There is obviously a big problem with discrimination at the top of the employment ladder but progress seemed to have been made during the conference as panellist and Head of Sky Sports News Andy Cairns talked about his ambition to see at least a 25% increase in females at the company. Channel 4 Commissioning Editor Stephen Lyle was on the panel too. As a BAME individual himself, he represented a company who have set a target to have 20% of their staff from BAME backgrounds by 2020, and 6% LGBT. However, this steady progression is countered when you learn that BAME people working within the UK television industry fell 30.9% between 2006 and 2012.

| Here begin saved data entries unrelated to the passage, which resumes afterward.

//! Error type shared by all pipeline stages.

use std::path::PathBuf;

use thiserror::Error;

/// Everything that can abort a pipeline run.
///
/// A uniform luminance range is not an error: the tone mapper
/// substitutes a defined value and reports it in
/// [`ToneMapReport`][crate::tonemap::ToneMapReport].
#[derive(Debug, Error)]
pub enum PipelineError {
    #[error("could not decode image `{}`", .path.display())]
    Decode {
        path: PathBuf,
        #[source]
        source: image::ImageError,
    },

    #[error("invalid parameter: {0}")]
    InvalidParameter(String),

    #[error("png encoding failed")]
    Encode(#[from] png::EncodingError),

    #[error("file I/O error")]
    Io(#[from] std::io::Error),

    #[error("could not read configuration `{}`", .path.display())]
    ConfigRead {
        path: PathBuf,
        #[source]
        source: std::io::Error,
    },

    #[error("malformed configuration")]
    Config(#[from] serde_json::Error),

    #[error("buffer shape mismatch")]
    Shape(#[from] ndarray::ShapeError),
}

/// Coarse failure class of a [`PipelineError`].
#[derive(Debug, Clone, Copy, PartialEq, Eq)]
pub enum ErrorKind {
    Decode,
    InvalidParameter,
    Output,
    Config,
}

impl PipelineError {
    pub fn kind(&self) -> ErrorKind {
        match self {
            PipelineError::Decode { .. } => ErrorKind::Decode,
            PipelineError::InvalidParameter(_) => ErrorKind::InvalidParameter,
            PipelineError::Encode(_) | PipelineError::Io(_) | PipelineError::Shape(_) => {
                ErrorKind::Output
            }
            PipelineError::ConfigRead { .. } | PipelineError::Config(_) => ErrorKind::Config,
        }
    }
}

pub type Result<T> = std::result::Result<T, PipelineError>;

/// Bail out of a stage with [`PipelineError::InvalidParameter`].
macro_rules! invalid_param {
    ($($arg:tt)*) => {
        return Err($crate::error::PipelineError::InvalidParameter(format!($($arg)*)))
    };
}

/// Like `anyhow::ensure!`, but raising [`PipelineError::InvalidParameter`].
macro_rules! ensure_param {
    ($cond:expr, $($arg:tt)*) => {
        if !$cond {
            invalid_param!($($arg)*);
        }
    };
}
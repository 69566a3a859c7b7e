//! Composition of the four stages.
use std::path::Path;

use tracing::info;

use crate::{
    config::PipelineConfig,
    distort::BarrelDistorter,
    error::Result,
    image::{load_color, write_png, ColorFrame, GrayFrame},
    tonemap::{ThermalToneMapper, ToneMapReport},
    vegetation::VegetationMasker,
    zoom::ZoomCropper,
};

/// Result of a successful run.
#[derive(Debug, Clone)]
pub struct PipelineOutput {
    /// Final single-channel frame, same size as the input.
    pub image: GrayFrame,

    /// Number of pixels classified as vegetation.
    pub vegetation_pixels: usize,

    pub tone: ToneMapReport,
}

/// The thermal-look pipeline: mask vegetation, tone map,
/// distort, zoom.
#[derive(Debug, Clone)]
pub struct Pipeline {
    masker: VegetationMasker,
    tone_mapper: ThermalToneMapper,
    distorter: BarrelDistorter,
    cropper: ZoomCropper,
}

impl Pipeline {
    pub fn new(config: &PipelineConfig) -> Result<Self> {
        config.validate()?;
        Ok(Pipeline {
            masker: VegetationMasker::new(config.vegetation),
            tone_mapper: ThermalToneMapper::new(config),
            distorter: BarrelDistorter::new(config.distortion_k)?,
            cropper: ZoomCropper::new(config.zoom_factor)?,
        })
    }

    pub fn run(&self, frame: &ColorFrame) -> Result<PipelineOutput> {
        let (ht, wid, _) = frame.dim();
        info!(width = wid, height = ht, "running thermal pipeline");

        let mask = self.masker.mask(frame);
        let vegetation_pixels = VegetationMasker::coverage(&mask);
        let (thermal, tone) = self.tone_mapper.map(frame, &mask)?;
        let distorted = self.distorter.apply(&thermal);
        let image = self.cropper.apply(&distorted)?;

        Ok(PipelineOutput {
            image,
            vegetation_pixels,
            tone,
        })
    }

    /// Decode `input`, run the pipeline and write the result to
    /// `output` as a grayscale PNG.
    ///
    /// Nothing is written unless every stage succeeds.
    pub fn run_path(&self, input: &Path, output: &Path) -> Result<PipelineOutput> {
        let frame = load_color(input)?;
        let result = self.run(&frame)?;
        write_png(output, &result.image)?;
        info!(
            input = %input.display(),
            output = %output.display(),
            vegetation_pixels = result.vegetation_pixels,
            "wrote thermal image"
        );
        Ok(result)
    }
}
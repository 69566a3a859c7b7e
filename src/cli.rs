//! Helpers for the accompanying binary: argument parser
//! macros and log setup.
//!
//! APIs here shouldn't be considered stable / used as a
//! library.

pub use clap::{App, Arg};
pub use inflector::Inflector;
use tracing_subscriber::EnvFilter;

#[macro_export]
macro_rules! args_parser {
    ($name:expr) => {{
        $crate::cli::App::new($name)
            .version(clap::crate_version!())
            .author(clap::crate_authors!())
    }};
}

#[macro_export]
macro_rules! arg {
    ($name:expr) => {{
        use $crate::cli::Inflector;
        $crate::cli::Arg::with_name($name).value_name(&$name.to_screaming_snake_case())
    }};
}

#[macro_export]
macro_rules! opt {
    ($name:expr) => {{
        use $crate::cli::Inflector;
        $crate::cli::Arg::with_name($name)
            .long(&$name.to_kebab_case())
            .value_name(&$name.to_screaming_snake_case())
    }};
}

/// Log to stderr, filtered by `RUST_LOG` (default `info`).
pub fn init_logging() {
    let filter = EnvFilter::try_from_default_env().unwrap_or_else(|_| EnvFilter::new("info"));
    tracing_subscriber::fmt()
        .with_env_filter(filter)
        .with_writer(std::io::stderr)
        .init();
}
use std::path::Path;

use anyhow::Result;
use image::{Rgb, RgbImage};
use thermal_filter::{
    image::{color_from_rgb, gray_from_image},
    zoom::ZoomCropper,
    ErrorKind, Pipeline, PipelineConfig,
};

const WIDTH: u32 = 640;
const HEIGHT: u32 = 480;

/// Gray background, a green square at rows / cols 100..200 and
/// a white rectangle at rows 250..400, cols 350..550.
fn scene() -> RgbImage {
    RgbImage::from_fn(WIDTH, HEIGHT, |x, y| {
        if (100..200).contains(&x) && (100..200).contains(&y) {
            Rgb([0, 255, 0])
        } else if (350..550).contains(&x) && (250..400).contains(&y) {
            Rgb([255, 255, 255])
        } else {
            Rgb([128, 128, 128])
        }
    })
}

/// Location in the input frame that output pixel `(col, row)`
/// is drawn from, following the zoom and distortion mappings.
fn source_of(config: &PipelineConfig, col: usize, row: usize) -> Result<(f64, f64)> {
    let (w, h) = (WIDTH as f64, HEIGHT as f64);
    let window = ZoomCropper::new(config.zoom_factor)?.window(HEIGHT as usize, WIDTH as usize)?;
    let zx = window.x as f64 + (col as f64 + 0.5) * window.width as f64 / w - 0.5;
    let zy = window.y as f64 + (row as f64 + 0.5) * window.height as f64 / h - 0.5;

    let x = 2. * zx / (w - 1.) - 1.;
    let y = 2. * zy / (h - 1.) - 1.;
    let factor = 1. + config.distortion_k * (x * x + y * y);
    Ok((
        (x * factor + 1.) * (w - 1.) / 2.,
        (y * factor + 1.) * (h - 1.) / 2.,
    ))
}

fn inside(p: (f64, f64), cols: (f64, f64), rows: (f64, f64), margin: f64) -> bool {
    p.0 >= cols.0 + margin
        && p.0 <= cols.1 - 1. - margin
        && p.1 >= rows.0 + margin
        && p.1 <= rows.1 - 1. - margin
}

#[test]
fn green_square_stays_black_through_geometry() -> Result<()> {
    let config = PipelineConfig {
        distortion_k: 0.09,
        zoom_factor: 1.2,
        ..Default::default()
    };
    let result = Pipeline::new(&config)?.run(&color_from_rgb(scene())?)?;
    let out = &result.image;

    assert_eq!(out.dim(), (HEIGHT as usize, WIDTH as usize));
    assert_eq!(result.vegetation_pixels, 100 * 100);
    assert!(!result.tone.uniform_luminance);

    let mut green = 0;
    let mut white = 0;
    let mut background = 0;
    for ((row, col), &v) in out.indexed_iter() {
        let src = source_of(&config, col, row)?;
        if inside(src, (100., 200.), (100., 200.), 4.) {
            assert_eq!(v, 0, "vegetation at ({}, {}) from {:?}", row, col, src);
            green += 1;
        } else if inside(src, (350., 550.), (250., 400.), 4.) {
            // brightest input, so darkest after inversion
            assert!(v <= 5, "white region at ({}, {}) is {}", row, col, v);
            white += 1;
        } else if src.0 > 20. && src.0 < 80. && src.1 > 20. && src.1 < 80. {
            // gray background, away from the other regions
            assert!(v >= 30, "background at ({}, {}) is {}", row, col, v);
            background += 1;
        }
    }
    assert!(green > 5000, "only {} green samples", green);
    assert!(white > 10000, "only {} white samples", white);
    assert!(background > 1000, "only {} background samples", background);
    Ok(())
}

#[test]
fn all_black_input_gives_uniform_output() -> Result<()> {
    let black = RgbImage::new(WIDTH, HEIGHT);
    let result = Pipeline::new(&PipelineConfig::default())?.run(&color_from_rgb(black)?)?;

    assert!(result.tone.uniform_luminance);
    assert_eq!(result.vegetation_pixels, 0);
    // resampling may round a uniform frame by one level
    let min = result.image.iter().min().copied().unwrap_or(0);
    let max = result.image.iter().max().copied().unwrap_or(0);
    assert!(max - min <= 1, "range {}..={}", min, max);
    assert!(min > 0);
    Ok(())
}

#[test]
fn writes_grayscale_png() -> Result<()> {
    let dir = tempfile::tempdir()?;
    let input = dir.path().join("scene.png");
    let output = dir.path().join("thermal.png");
    scene().save(&input)?;

    let pipeline = Pipeline::new(&PipelineConfig::default())?;
    let result = pipeline.run_path(&input, &output)?;

    let written = image::open(&output)?;
    assert_eq!(written.color(), image::ColorType::L8);
    assert_eq!(gray_from_image(written.to_luma8())?, result.image);
    Ok(())
}

#[test]
fn undecodable_input_writes_nothing() -> Result<()> {
    let dir = tempfile::tempdir()?;
    let input = dir.path().join("broken.jpg");
    std::fs::write(&input, b"definitely not a jpeg")?;
    let output = dir.path().join("out.png");

    let pipeline = Pipeline::new(&PipelineConfig::default())?;
    for path in [input.as_path(), Path::new("/no/such/image.png")].iter() {
        let err = pipeline.run_path(path, &output).unwrap_err();
        assert_eq!(err.kind(), ErrorKind::Decode);
        assert!(!output.exists());
    }
    Ok(())
}

#[test]
fn invalid_zoom_is_rejected_up_front() {
    for &zoom in [0., -2.].iter() {
        let config = PipelineConfig {
            zoom_factor: zoom,
            ..Default::default()
        };
        let err = Pipeline::new(&config).unwrap_err();
        assert_eq!(err.kind(), ErrorKind::InvalidParameter);
    }
}

#[test]
fn oversized_zoom_fails_at_the_crop() -> Result<()> {
    let config = PipelineConfig {
        zoom_factor: 1000.,
        ..Default::default()
    };
    let pipeline = Pipeline::new(&config)?;
    let err = pipeline.run(&color_from_rgb(scene())?).unwrap_err();
    assert_eq!(err.kind(), ErrorKind::InvalidParameter);
    Ok(())
}

#[test]
fn identity_geometry_keeps_tone_map() -> Result<()> {
    let config = PipelineConfig {
        distortion_k: 0.,
        zoom_factor: 1.,
        ..Default::default()
    };
    let frame = color_from_rgb(scene())?;
    let result = Pipeline::new(&config)?.run(&frame)?;

    // without geometry the green square lands exactly where it was
    for row in 100..200 {
        for col in 100..200 {
            assert_eq!(result.image[(row, col)], 0);
        }
    }
    assert!(result.image[(50, 50)] > 0);
    Ok(())
}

However, issues also arise when BAME, female, LGBT and disabled people are actually in their desired employment. You just have to switch on Sky Sports News and see their sexualised female presenters. In addition, presenters who were recently catalogued in Men’s Fitness ‘Top 40 Hottest Sports Presenters’ prove that, even when inside the industry, there is a pressure against the minorities to conform to society’s preconceptions.
As an audience we need to be fed information from a wider geographic which stays true to our society’s cultural diversity. Nothing is worse, it seems, than white, middle class reporters talking about racially sensitive issues in sport. However noble their ideas and efforts are, they still cannot truly position themselves to make judgement calls on subjects which they have never experienced themselves.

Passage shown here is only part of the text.